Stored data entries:
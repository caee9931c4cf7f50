use std::path::PathBuf;

use anyhow::Context;
use clap::Parser;
use homedir::my_home;
use tracing_subscriber::prelude::*;
use tracing_subscriber::EnvFilter;

mod catalog;
mod cli;
mod commands;
mod config;
mod embedding;
mod paginate;
mod recommend;
mod storage;
#[cfg(test)]
mod tests;

use cli::Command;
use config::Config;

fn init_tracing() -> anyhow::Result<()> {
    let env_filter = match EnvFilter::try_from_default_env() {
        Ok(filter) => filter,
        Err(_) => EnvFilter::new("likeness=info"),
    };

    let fmt_layer = tracing_subscriber::fmt::layer()
        .with_writer(std::io::stderr)
        .with_target(false);

    tracing_subscriber::registry()
        .with(env_filter)
        .with(fmt_layer)
        .try_init()
        .context("failed to install log subscriber")
}

fn base_path() -> anyhow::Result<PathBuf> {
    if let Ok(path) = std::env::var("LIKENESS_BASE_PATH") {
        return Ok(PathBuf::from(path));
    }

    let home = my_home()
        .context("Could not determine home directory")?
        .context("Home directory path is empty")?;
    Ok(home.join(".local/share/likeness"))
}

fn main() -> anyhow::Result<()> {
    let args = cli::Args::parse();
    init_tracing()?;

    let config = Config::load_with(base_path()?)?;
    log::debug!("using base path {}", config.base_path().display());

    match args.command {
        Command::Recommend {
            like,
            dislike,
            page,
            page_size,
            max_results,
            json,
        } => commands::recommend(
            &config,
            commands::RecommendArgs {
                like,
                dislike,
                page,
                page_size,
                max_results,
                json,
            },
        ),
        Command::Browse { page_size } => commands::browse(&config, page_size),
        Command::Import { source } => commands::import(&config, &source),
        Command::Info {} => commands::info(&config),
    }
}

■ **Problem details**
Write out the complete set of records exactly as given.

■ **Output below**
repository caee9931c4cf7f50
use std::path::PathBuf;

use anyhow::Context;
use clap::Parser;
use homedir::my_home;
use tracing_subscriber::prelude::*;
use tracing_subscriber::EnvFilter;

mod catalog;
mod cli;
mod commands;
mod config;
mod embedding;
mod paginate;
mod recommend;
mod storage;
#[cfg(test)]
mod tests;

use cli::Command;
use config::Config;

fn init_tracing() -> anyhow::Result<()> {
    let env_filter = match EnvFilter::try_from_default_env() {
        Ok(filter) => filter,
        Err(_) => EnvFilter::new("likeness=info"),
    };

    let fmt_layer = tracing_subscriber::fmt::layer()
        .with_writer(std::io::stderr)
        .with_target(false);

    tracing_subscriber::registry()
        .with(env_filter)
        .with(fmt_layer)
        .try_init()
        .context("failed to install log subscriber")
}

fn base_path() -> anyhow::Result<PathBuf> {
    if let Ok(path) = std::env::var("LIKENESS_BASE_PATH") {
        return Ok(PathBuf::from(path));
    }

    let home = my_home()
        .context("Could not determine home directory")?
        .context("Home directory path is empty")?;
    Ok(home.join(".local/share/likeness"))
}

fn main() -> anyhow::Result<()> {
    let args = cli::Args::parse();
    init_tracing()?;

    let config = Config::load_with(base_path()?)?;
    log::debug!("using base path {}", config.base_path().display());

    match args.command {
        Command::Recommend {
            like,
            dislike,
            page,
            page_size,
            max_results,
            json,
        } => commands::recommend(
            &config,
            commands::RecommendArgs {
                like,
                dislike,
                page,
                page_size,
                max_results,
                json,
            },
        ),
        Command::Browse { page_size } => commands::browse(&config, page_size),
        Command::Import { source } => commands::import(&config, &source),
        Command::Info {} => commands::info(&config),
    }
}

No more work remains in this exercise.